Steve: Well, as we have just signed to the German Metal giant Massacre Records, they will officially release our debut album on July 29th this year, and subsequently we hope to be recording a follow-up in 2012! I honestly cannot wait to get in the studio again; to hear your own music come to life is such a great feeling! And we actually already have three new cracking songs ready as potential candidates for the album, and we are currently working on a load more. Very exciting as these new tunes are sounding huge!

Jon: Come and see us live if you can, we’re throwing a few new ones in with the Welcome The Dead stuff and I think it’ll definitely give you a feel for the direction we’re heading in with the next album!

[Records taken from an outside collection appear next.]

//! Fixed-capacity slot ring for stage hand-off

use std::fmt;
use std::sync::atomic::{AtomicBool, AtomicUsize, Ordering};

use crossbeam::atomic::AtomicCell;
use crossbeam::utils::CachePadded;

use crate::error::{Error, Result};

/// Smallest ring able to hold a three-field deinterlace window
pub const MIN_CAPACITY: usize = 3;

/// Returned by [`SlotRing::push`] when the producer slot is still pending.
/// Carries the rejected value back to the caller.
#[derive(Debug, Clone, Copy, PartialEq, Eq)]
pub struct RingFull<T>(pub T);

impl<T> fmt::Display for RingFull<T> {
    fn fmt(&self, f: &mut fmt::Formatter<'_>) -> fmt::Result {
        f.write_str("ring slot still filled")
    }
}

struct Slot<T> {
    filled: AtomicBool,
    value: AtomicCell<Option<T>>,
}

#[derive(Default)]
struct Stats {
    pushed: AtomicUsize,
    popped: AtomicUsize,
    rejected: AtomicUsize,
}

#[derive(Debug, Clone, Copy, Default, PartialEq, Eq)]
pub struct RingStats {
    pub pushed: usize,
    pub popped: usize,
    pub rejected: usize,
}

/// Single-producer single-consumer ring of `filled` slots.
///
/// A producer never advances onto a slot whose `filled` flag is set; it is
/// told the ring is full and retries on its next cycle. The flag is the only
/// synchronization between the two sides.
pub struct SlotRing<T: Copy> {
    slots: Box<[Slot<T>]>,
    /// Producer cursor
    head: CachePadded<AtomicUsize>,
    /// Consumer cursor
    tail: CachePadded<AtomicUsize>,
    stats: CachePadded<Stats>,
}

impl<T: Copy> SlotRing<T> {
    pub fn new(capacity: usize) -> Result<Self> {
        if capacity < MIN_CAPACITY {
            return Err(Error::InvalidArgument(format!(
                "ring capacity {capacity} is below {MIN_CAPACITY}"
            )));
        }
        let slots = (0..capacity)
            .map(|_| Slot {
                filled: AtomicBool::new(false),
                value: AtomicCell::new(None),
            })
            .collect();
        Ok(Self {
            slots,
            head: CachePadded::new(AtomicUsize::new(0)),
            tail: CachePadded::new(AtomicUsize::new(0)),
            stats: CachePadded::new(Stats::default()),
        })
    }

    pub fn capacity(&self) -> usize {
        self.slots.len()
    }

    /// Index the next push will land in, if that slot is free.
    pub fn producer_slot(&self) -> Option<usize> {
        let idx = self.head.load(Ordering::Relaxed);
        (!self.slots[idx].filled.load(Ordering::Acquire)).then_some(idx)
    }

    /// Producer: fill the slot at the producer cursor and advance.
    pub fn push(&self, value: T) -> Result<usize, RingFull<T>> {
        let idx = self.head.load(Ordering::Relaxed);
        let slot = &self.slots[idx];
        if slot.filled.load(Ordering::Acquire) {
            self.stats.rejected.fetch_add(1, Ordering::Relaxed);
            return Err(RingFull(value));
        }
        slot.value.store(Some(value));
        slot.filled.store(true, Ordering::Release);
        self.head.store(self.next(idx), Ordering::Relaxed);
        self.stats.pushed.fetch_add(1, Ordering::Relaxed);
        Ok(idx)
    }

    /// Consumer: look at the slot under the consumer cursor without taking it.
    pub fn peek(&self) -> Option<(usize, T)> {
        let idx = self.tail.load(Ordering::Relaxed);
        self.load_filled(idx).map(|v| (idx, v))
    }

    /// Consumer: the `k` consecutive slots starting at the consumer cursor,
    /// oldest first, if every one of them is filled.
    pub fn peek_window(&self, k: usize) -> Option<Vec<(usize, T)>> {
        if k == 0 || k > self.capacity() {
            return None;
        }
        let mut idx = self.tail.load(Ordering::Relaxed);
        let mut window = Vec::with_capacity(k);
        for _ in 0..k {
            window.push((idx, self.load_filled(idx)?));
            idx = self.next(idx);
        }
        Some(window)
    }

    /// Consumer: take the slot under the consumer cursor, clear it, advance.
    pub fn pop(&self) -> Option<(usize, T)> {
        let idx = self.tail.load(Ordering::Relaxed);
        let slot = &self.slots[idx];
        let value = self.load_filled(idx)?;
        slot.value.store(None);
        slot.filled.store(false, Ordering::Release);
        self.tail.store(self.next(idx), Ordering::Relaxed);
        self.stats.popped.fetch_add(1, Ordering::Relaxed);
        Some((idx, value))
    }

    pub fn is_filled(&self, idx: usize) -> bool {
        self.slots
            .get(idx)
            .is_some_and(|s| s.filled.load(Ordering::Acquire))
    }

    /// Number of filled slots
    pub fn len(&self) -> usize {
        self.slots
            .iter()
            .filter(|s| s.filled.load(Ordering::Acquire))
            .count()
    }

    pub fn is_empty(&self) -> bool {
        self.len() == 0
    }

    /// Pop everything still pending. Only valid once both sides are stopped.
    pub fn drain(&self) -> Vec<T> {
        let mut out = Vec::new();
        while let Some((_, v)) = self.pop() {
            out.push(v);
        }
        out
    }

    pub fn stats(&self) -> RingStats {
        RingStats {
            pushed: self.stats.pushed.load(Ordering::Relaxed),
            popped: self.stats.popped.load(Ordering::Relaxed),
            rejected: self.stats.rejected.load(Ordering::Relaxed),
        }
    }

    fn load_filled(&self, idx: usize) -> Option<T> {
        let slot = &self.slots[idx];
        if slot.filled.load(Ordering::Acquire) {
            slot.value.load()
        } else {
            None
        }
    }

    fn next(&self, idx: usize) -> usize {
        (idx + 1) % self.slots.len()
    }
}

impl<T: Copy> fmt::Debug for SlotRing<T> {
    fn fmt(&self, f: &mut fmt::Formatter<'_>) -> fmt::Result {
        f.debug_struct("SlotRing")
            .field("capacity", &self.capacity())
            .field("head", &self.head.load(Ordering::Relaxed))
            .field("tail", &self.tail.load(Ordering::Relaxed))
            .field("filled", &self.len())
            .finish()
    }
}
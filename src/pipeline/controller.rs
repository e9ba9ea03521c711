//! Pipeline controller: lifecycle, configuration and the command surface

use std::os::fd::RawFd;
use std::path::PathBuf;
use std::sync::atomic::Ordering;
use std::sync::{Arc, Mutex, MutexGuard};

use arc_swap::ArcSwap;
use tracing::{debug, info, instrument, warn};

use super::capture_worker::{wants_range_stage, CaptureWorker};
use super::command::Command;
use super::deinterlace::DeinterlaceStage;
use super::enhance::RangeStage;
use super::ringbuf::MIN_CAPACITY;
use super::session::{EnhanceMode, OutputRange, StreamConfig, Topology};
use super::task::Task;
use super::{Counters, Credits, PipelineStats, Session, Shared};
use crate::buffer::{BufferAllocator, BufferCategory, BufferSpec, BufferTable, BufferUsage, OwnedBuffer};
use crate::capture::device::{CaptureDevice, CropRect, DeviceFormat, ExtInfo};
use crate::capture::frame::{Geometry, PixelFormat};
use crate::capture::queue::{CaptureQueue, QueueParams};
use crate::display::{CaptureNotifier, DisplaySink, SinkDispatcher};
use crate::encode::{EncoderFactory, EncoderMeta, RecordSession, DEFAULT_ENCODER_PORT, FALLBACK_FPS};
use crate::error::{Error, Result};
use crate::transform::{BlitEngine, DeinterlaceEngine, RangeEngine};
use crate::{CaptureConfig, Config};

/// External services the pipeline drives
#[derive(Clone)]
pub struct Collaborators {
    pub device: Arc<dyn CaptureDevice>,
    pub allocator: Arc<dyn BufferAllocator>,
    pub display: Arc<dyn DisplaySink>,
    pub notifier: Arc<dyn CaptureNotifier>,
    pub range: Arc<dyn RangeEngine>,
    pub deinterlace: Arc<dyn DeinterlaceEngine>,
    pub blit: Arc<dyn BlitEngine>,
    pub encoder: Arc<dyn EncoderFactory>,
}

/// What a [`Pipeline::stop`] released
#[derive(Debug, Clone, Copy, Default, PartialEq, Eq)]
pub struct StopReport {
    pub workers_joined: usize,
    pub capture_buffers_released: usize,
    /// Every buffer released by the stop, capture buffers included
    pub buffers_released: usize,
}

#[derive(Default)]
struct Workers {
    capture: Option<Task<u64>>,
    range: Option<Task<RangeStage>>,
    deinterlace: Option<Task<DeinterlaceStage>>,
}

impl Workers {
    fn request_stop(&self) {
        if let Some(t) = &self.capture {
            t.request_stop();
        }
        if let Some(t) = &self.range {
            t.request_stop();
        }
        if let Some(t) = &self.deinterlace {
            t.request_stop();
        }
    }

    /// Join every worker and drop the stage state they hand back.
    fn join(self) -> usize {
        let mut joined = 0;
        if let Some(t) = self.capture {
            let frames = t.join();
            debug!(?frames, "capture worker joined");
            joined += 1;
        }
        if let Some(t) = self.range {
            if let Some(stage) = t.join() {
                debug!(context = stage.has_context(), "range stage joined");
            }
            joined += 1;
        }
        if let Some(t) = self.deinterlace {
            if let Some(stage) = t.join() {
                debug!(context = stage.has_context(), "deinterlace stage joined");
            }
            joined += 1;
        }
        joined
    }
}

struct Running {
    session: Arc<Session>,
    workers: Workers,
    ext: ExtInfo,
    /// "No signal" picture, allocated on first use
    signal: Option<OwnedBuffer>,
}

/// Owns the stream configuration and sequences the capture queue, the
/// workers and the sinks.
///
/// Every method takes `&self`; lifecycle calls are serialized by one coarse
/// lock that the frame path never takes.
pub struct Pipeline {
    shared: Arc<Shared>,
    device: Arc<dyn CaptureDevice>,
    encoder: Arc<dyn EncoderFactory>,
    capture: CaptureConfig,
    source: Option<PathBuf>,
    requested: Mutex<Option<DeviceFormat>>,
    running: Mutex<Option<Running>>,
}
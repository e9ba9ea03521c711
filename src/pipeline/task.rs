//! Managed worker threads with cooperative stop

use std::sync::atomic::{AtomicBool, Ordering};
use std::sync::Arc;
use std::thread::{self, JoinHandle};
use std::time::Duration;

use tracing::{debug, error};

use crate::error::Result;

/// Shared stop flag handed to a worker body
#[derive(Debug, Clone, Default)]
pub struct StopToken {
    stop: Arc<AtomicBool>,
}

impl StopToken {
    pub fn new() -> Self {
        Self::default()
    }

    pub fn is_stopped(&self) -> bool {
        self.stop.load(Ordering::Acquire)
    }

    pub fn stop(&self) {
        self.stop.store(true, Ordering::Release);
    }

    /// Wait up to `timeout` for work. Returns early when a stop is requested.
    pub fn idle(&self, timeout: Duration) {
        if !self.is_stopped() {
            thread::park_timeout(timeout);
        }
    }
}

/// A named worker thread owning one loop.
///
/// Dropping a task that was never joined stops and joins it.
pub struct Task<R: Send + 'static> {
    name: String,
    token: StopToken,
    handle: Option<JoinHandle<R>>,
}

impl<R: Send + 'static> Task<R> {
    pub fn spawn<F>(name: impl Into<String>, body: F) -> Result<Self>
    where
        F: FnOnce(StopToken) -> R + Send + 'static,
    {
        let name = name.into();
        let token = StopToken::new();
        let worker_token = token.clone();
        let handle = thread::Builder::new()
            .name(name.clone())
            .spawn(move || body(worker_token))?;
        debug!(task = %name, "spawned");
        Ok(Self {
            name,
            token,
            handle: Some(handle),
        })
    }

    pub fn name(&self) -> &str {
        &self.name
    }

    pub fn token(&self) -> &StopToken {
        &self.token
    }

    pub fn request_stop(&self) {
        self.token.stop();
        if let Some(handle) = &self.handle {
            handle.thread().unpark();
        }
    }

    pub fn is_finished(&self) -> bool {
        self.handle.as_ref().map_or(true, JoinHandle::is_finished)
    }

    /// Stop the worker and wait for it. `None` if the body panicked.
    pub fn join(mut self) -> Option<R> {
        self.request_stop();
        self.join_inner()
    }

    fn join_inner(&mut self) -> Option<R> {
        let handle = self.handle.take()?;
        match handle.join() {
            Ok(value) => {
                debug!(task = %self.name, "joined");
                Some(value)
            }
            Err(_) => {
                error!(task = %self.name, "worker panicked");
                None
            }
        }
    }
}

impl<R: Send + 'static> Drop for Task<R> {
    fn drop(&mut self) {
        if self.handle.is_some() {
            self.request_stop();
            let _ = self.join_inner();
        }
    }
}
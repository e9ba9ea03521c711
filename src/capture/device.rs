//! Kernel capture device contract

use std::os::fd::RawFd;
use std::time::Duration;

use crate::capture::frame::{ColorRange, ColorSpace, PixelFormat};
use crate::error::Result;

#[derive(Debug, Clone, PartialEq, Eq)]
pub struct DeviceCaps {
    pub driver: String,
    pub card: String,
    pub multiplanar: bool,
}

/// Descriptor returned by a buffer query
#[derive(Debug, Clone, Copy, PartialEq, Eq)]
pub struct KernelBuffer {
    pub index: u32,
    pub length: u32,
}

#[derive(Debug, Clone, Copy, PartialEq, Eq)]
pub struct DequeuedBuffer {
    pub index: u32,
    pub bytes_used: u32,
    pub sequence: u32,
}

#[derive(Debug, Clone, Copy, PartialEq, Eq)]
pub struct DeviceFormat {
    pub width: u32,
    pub height: u32,
    pub format: PixelFormat,
    pub interlaced: bool,
}

#[derive(Debug, Clone, Copy, PartialEq, Eq, Default)]
pub struct CropRect {
    pub left: i32,
    pub top: i32,
    pub width: u32,
    pub height: u32,
}

/// Signal properties reported by the receiver driver
#[derive(Debug, Clone, Copy, PartialEq, Eq, Default)]
pub struct ExtInfo {
    pub fps: u32,
    pub color_range: ColorRange,
    pub color_space: ColorSpace,
}

/// Operations the pipeline issues against the capture node.
///
/// Every method takes `&self`: the capture worker dequeues while the range
/// stage requeues, so implementations serialize internally where needed.
pub trait CaptureDevice: Send + Sync {
    fn query_caps(&self) -> Result<DeviceCaps>;

    /// Ask for `count` buffers; returns how many the driver granted.
    /// A count of zero releases the kernel queue.
    fn request_buffers(&self, count: u32) -> Result<u32>;

    fn query_buffer(&self, index: u32) -> Result<KernelBuffer>;

    /// Hand buffer `index`, backed by `fd`, to the kernel.
    fn queue(&self, index: u32, fd: RawFd, length: u32) -> Result<()>;

    /// Block until a buffer can be dequeued or `timeout` passes.
    fn wait_readable(&self, timeout: Duration) -> Result<bool>;

    fn dequeue(&self) -> Result<DequeuedBuffer>;

    fn stream_on(&self) -> Result<()>;

    fn stream_off(&self) -> Result<()>;

    fn enum_formats(&self) -> Result<Vec<PixelFormat>>;

    fn try_format(&self, format: &DeviceFormat) -> Result<DeviceFormat>;

    fn get_format(&self) -> Result<DeviceFormat>;

    fn set_format(&self, format: &DeviceFormat) -> Result<DeviceFormat>;

    fn get_crop(&self) -> Result<CropRect>;

    fn set_crop(&self, rect: CropRect) -> Result<()>;

    fn set_frame_rate(&self, fps: u32) -> Result<()>;

    fn set_rotation(&self, degrees: u32) -> Result<()>;

    fn ext_info(&self) -> Result<ExtInfo>;
}
//! Routing of finished frames to display, buffer producers and the encoder

use std::sync::atomic::{AtomicBool, AtomicU32, AtomicU64, Ordering};
use std::sync::{Arc, Mutex};
use std::time::{Duration, Instant};

use arc_swap::ArcSwapOption;
use crossbeam::atomic::AtomicCell;
use metrics::counter;
use ringbuf::traits::{Consumer, Observer, Producer};
use ringbuf::HeapRb;
use tracing::{debug, warn};

use super::{CaptureNotifier, DisplaySink, SourceType};
use crate::buffer::{BufferCategory, BufferHandle, BufferTable, OwnedBuffer};
use crate::capture::frame::{Geometry, PixelFormat};
use crate::encode::RecordSession;
use crate::error::Result;
use crate::pipeline::session::Topology;
use crate::transform::{BlitEngine, Image};

/// Keeps at most [`TunnelPresenter::MAX_QUEUED`] buffers with the compositor
pub struct TunnelPresenter {
    queued: HeapRb<BufferHandle>,
}

impl TunnelPresenter {
    pub const MAX_QUEUED: usize = 2;
    const RECLAIM_TIMEOUT: Duration = Duration::from_millis(100);

    pub fn new() -> Self {
        Self {
            queued: HeapRb::new(Self::MAX_QUEUED + 2),
        }
    }

    pub fn present(&mut self, display: &dyn DisplaySink, handle: BufferHandle) -> Result<()> {
        display.queue_tunnel(handle)?;
        if self.queued.is_full() {
            self.queued.try_pop();
        }
        let _ = self.queued.try_push(handle);

        if self.queued.occupied_len() > Self::MAX_QUEUED {
            match display.dequeue_tunnel(Self::RECLAIM_TIMEOUT)? {
                Some(released) => {
                    self.queued.try_pop();
                    debug!(%released, "tunnel buffer reclaimed");
                }
                None => warn!("tunnel reclaim timed out"),
            }
        }
        Ok(())
    }

    pub fn queued(&self) -> usize {
        self.queued.occupied_len()
    }

    pub fn clear(&mut self) {
        self.queued.clear();
    }
}

impl Default for TunnelPresenter {
    fn default() -> Self {
        Self::new()
    }
}

struct PreviewEntry {
    buffer_id: u64,
    buffer: OwnedBuffer,
    geometry: Geometry,
    format: PixelFormat,
    filled: bool,
}

#[derive(Default)]
struct PreviewState {
    entries: Vec<PreviewEntry>,
    cursor: usize,
    last: Option<(u64, BufferHandle)>,
}

/// Client-supplied buffers for the buffer-producer topology
#[derive(Default)]
pub struct PreviewPool {
    state: Mutex<PreviewState>,
}

impl PreviewPool {
    fn lock(&self) -> std::sync::MutexGuard<'_, PreviewState> {
        self.state.lock().unwrap_or_else(|p| p.into_inner())
    }

    /// Import a client buffer. Registering an id again replaces the old one.
    pub fn register(
        &self,
        table: &BufferTable,
        buffer_id: u64,
        fd: std::os::fd::RawFd,
        len: usize,
        geometry: Geometry,
        format: PixelFormat,
    ) -> Result<BufferHandle> {
        let mut state = self.lock();
        if let Some(pos) = state.entries.iter().position(|e| e.buffer_id == buffer_id) {
            state.entries.remove(pos);
            state.cursor = 0;
        }
        let buffer = table.import(BufferCategory::Preview, buffer_id as usize, fd, len)?;
        let handle = buffer.handle();
        state.entries.push(PreviewEntry {
            buffer_id,
            buffer,
            geometry,
            format,
            filled: false,
        });
        Ok(handle)
    }

    /// Blit `src` into the next free preview buffer.
    pub fn deliver(&self, blit: &dyn BlitEngine, src: &Image) -> Option<(u64, BufferHandle)> {
        let mut state = self.lock();
        if state.entries.is_empty() {
            return None;
        }
        let cursor = state.cursor % state.entries.len();
        let entry = &mut state.entries[cursor];
        if entry.filled {
            return None;
        }
        let dst = Image {
            handle: entry.buffer.handle(),
            fd: entry.buffer.fd(),
            geometry: entry.geometry,
            format: entry.format,
        };
        if let Err(e) = blit.blit(src, &dst) {
            warn!("preview blit failed: {}", e);
            return None;
        }
        entry.filled = true;
        let done = (entry.buffer_id, dst.handle);
        state.cursor = (cursor + 1) % state.entries.len();
        state.last = Some(done);
        Some(done)
    }

    /// The client handed `buffer_id` back for reuse.
    pub fn release(&self, buffer_id: u64) -> bool {
        let mut state = self.lock();
        match state.entries.iter_mut().find(|e| e.buffer_id == buffer_id) {
            Some(entry) => {
                entry.filled = false;
                true
            }
            None => false,
        }
    }

    pub fn last(&self) -> Option<(u64, BufferHandle)> {
        self.lock().last
    }

    pub fn len(&self) -> usize {
        self.lock().entries.len()
    }

    pub fn is_empty(&self) -> bool {
        self.len() == 0
    }

    /// Drop every registration; returns how many were released.
    pub fn clear(&self) -> usize {
        let mut state = self.lock();
        let n = state.entries.len();
        *state = PreviewState::default();
        n
    }
}

/// Hands finished frames to the sink that matches the stream topology
pub struct SinkDispatcher {
    display: Arc<dyn DisplaySink>,
    notifier: Arc<dyn CaptureNotifier>,
    blit: Arc<dyn BlitEngine>,
    topology: AtomicCell<Topology>,
    ratio: AtomicU32,
    running: AtomicBool,
    tunnel: Mutex<TunnelPresenter>,
    preview: PreviewPool,
    record: ArcSwapOption<RecordSession>,
    shown: AtomicU64,
}

impl SinkDispatcher {
    pub fn new(
        display: Arc<dyn DisplaySink>,
        notifier: Arc<dyn CaptureNotifier>,
        blit: Arc<dyn BlitEngine>,
    ) -> Self {
        Self {
            display,
            notifier,
            blit,
            topology: AtomicCell::new(Topology::default()),
            ratio: AtomicU32::new(0),
            running: AtomicBool::new(false),
            tunnel: Mutex::new(TunnelPresenter::new()),
            preview: PreviewPool::default(),
            record: ArcSwapOption::const_empty(),
            shown: AtomicU64::new(0),
        }
    }

    pub fn configure(&self, topology: Topology, ratio: u32) {
        self.topology.store(topology);
        self.ratio.store(ratio, Ordering::Relaxed);
        self.tunnel.lock().unwrap_or_else(|p| p.into_inner()).clear();
    }

    pub fn topology(&self) -> Topology {
        self.topology.load()
    }

    pub fn set_running(&self, running: bool) {
        self.running.store(running, Ordering::Release);
    }

    pub fn is_running(&self) -> bool {
        self.running.load(Ordering::Acquire)
    }

    pub fn set_display_ratio(&self, ratio: u32) {
        self.ratio.store(ratio, Ordering::Relaxed);
    }

    pub fn display_ratio(&self) -> u32 {
        self.ratio.load(Ordering::Relaxed)
    }

    pub fn blit_engine(&self) -> &Arc<dyn BlitEngine> {
        &self.blit
    }

    /// Present a frame. Never blocks beyond the tunnel reclaim bound.
    pub fn show(&self, handle: BufferHandle) -> Result<()> {
        self.present(handle, SourceType::Capture)
    }

    /// Present the "no signal" picture full screen.
    pub fn show_signal(&self, handle: BufferHandle) -> Result<()> {
        self.present(handle, SourceType::Signal)
    }

    fn present(&self, handle: BufferHandle, source: SourceType) -> Result<()> {
        match self.topology.load() {
            Topology::SidebandWindow => {
                self.display.show(handle, self.display_ratio(), source)?;
            }
            Topology::Tunnel => {
                self.tunnel
                    .lock()
                    .unwrap_or_else(|p| p.into_inner())
                    .present(self.display.as_ref(), handle)?;
            }
            Topology::BufferProducer => {
                debug!(%handle, "show ignored in buffer-producer topology");
                return Ok(());
            }
        }
        self.shown.fetch_add(1, Ordering::Relaxed);
        counter!("hdmirx_frames_shown").increment(1);
        Ok(())
    }

    pub fn clear_area(&self) {
        if let Err(e) = self.display.clear_area() {
            warn!("clear display area failed: {}", e);
        }
    }

    pub fn preview(&self) -> &PreviewPool {
        &self.preview
    }

    /// Fill the next preview buffer from `src` and tell the client.
    pub fn deliver_preview(&self, src: &Image) -> bool {
        match self.preview.deliver(self.blit.as_ref(), src) {
            Some((buffer_id, handle)) => self.notify_capture_complete(buffer_id, handle, false),
            None => false,
        }
    }

    /// Tell the buffer-producer client a capture finished. Suppressed while
    /// stopped unless `force` is set.
    pub fn notify_capture_complete(&self, buffer_id: u64, handle: BufferHandle, force: bool) -> bool {
        if !force && !self.is_running() {
            debug!(buffer_id, "capture result suppressed while stopped");
            return false;
        }
        self.notifier.capture_complete(buffer_id, handle);
        true
    }

    /// Re-send the most recent preview result.
    pub fn notify_last(&self, force: bool) -> bool {
        match self.preview.last() {
            Some((buffer_id, handle)) => self.notify_capture_complete(buffer_id, handle, force),
            None => false,
        }
    }

    pub fn start_record(&self, session: RecordSession) {
        self.record.store(Some(Arc::new(session)));
    }

    /// Returns whether a recording was running.
    pub fn stop_record(&self) -> bool {
        self.record.swap(None).is_some()
    }

    pub fn is_recording(&self) -> bool {
        self.record.load().is_some()
    }

    pub fn send_to_encoder(&self, src: &Image, timestamp: Instant) -> bool {
        match &*self.record.load() {
            Some(session) => session.submit(self.blit.as_ref(), src, timestamp),
            None => false,
        }
    }

    pub fn shown(&self) -> u64 {
        self.shown.load(Ordering::Relaxed)
    }
}

#[cfg(test)]
mod tests {
    use super::*;
    use std::sync::Mutex as StdMutex;

    #[derive(Default)]
    struct Compositor {
        queued: StdMutex<Vec<BufferHandle>>,
        reclaimed: StdMutex<Vec<BufferHandle>>,
    }

    impl DisplaySink for Compositor {
        fn show(&self, _: BufferHandle, _: u32, _: SourceType) -> Result<()> {
            Ok(())
        }

        fn clear_area(&self) -> Result<()> {
            Ok(())
        }

        fn queue_tunnel(&self, handle: BufferHandle) -> Result<()> {
            self.queued.lock().unwrap().push(handle);
            Ok(())
        }

        fn dequeue_tunnel(&self, _: Duration) -> Result<Option<BufferHandle>> {
            let mut queued = self.queued.lock().unwrap();
            if queued.is_empty() {
                return Ok(None);
            }
            let h = queued.remove(0);
            self.reclaimed.lock().unwrap().push(h);
            Ok(Some(h))
        }
    }

    #[test]
    fn tunnel_keeps_two_buffers_queued() {
        let compositor = Compositor::default();
        let mut tunnel = TunnelPresenter::new();
        for i in 1..=5 {
            tunnel.present(&compositor, BufferHandle(i)).unwrap();
            assert!(tunnel.queued() <= TunnelPresenter::MAX_QUEUED);
        }
        assert_eq!(
            *compositor.reclaimed.lock().unwrap(),
            vec![BufferHandle(1), BufferHandle(2), BufferHandle(3)]
        );
        assert_eq!(
            *compositor.queued.lock().unwrap(),
            vec![BufferHandle(4), BufferHandle(5)]
        );
    }
}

Stone: Welcome The Dead has solid production, still there is an air of “old school” I hear and feel that I really dig. Am I alone in this old school thought?

Steve: Definitely not mate! I’d love to bring back that old school feel to Metal and I think everyone in the band feels more or less the same. Some of our influences are very old school, especially those of our singer Chris G and I believe that comes across in his vocal work. There are so many fantastic elements in some of the older Metal masterpieces, such as Fates Warning’s Awaken the Guardian, Crimson Glory’s Transcendence, etc. that I’d love to recreate. Of course, the goal here is to try and capture some of those elements and stitch it up in an original modern production.

Jon: Not at all man, I think a lot of people have picked up the same vibe! I don’t think we ever set out to create an old school sound though. I listen to some of the newer stuff that’s come out in the last few years almost as much as I listen to the legends. I think it’s more the attitude and the ethos of bands like Iron Maiden that inform what we do as a band and I guess (I hope!) that’s what shines through in everything we do.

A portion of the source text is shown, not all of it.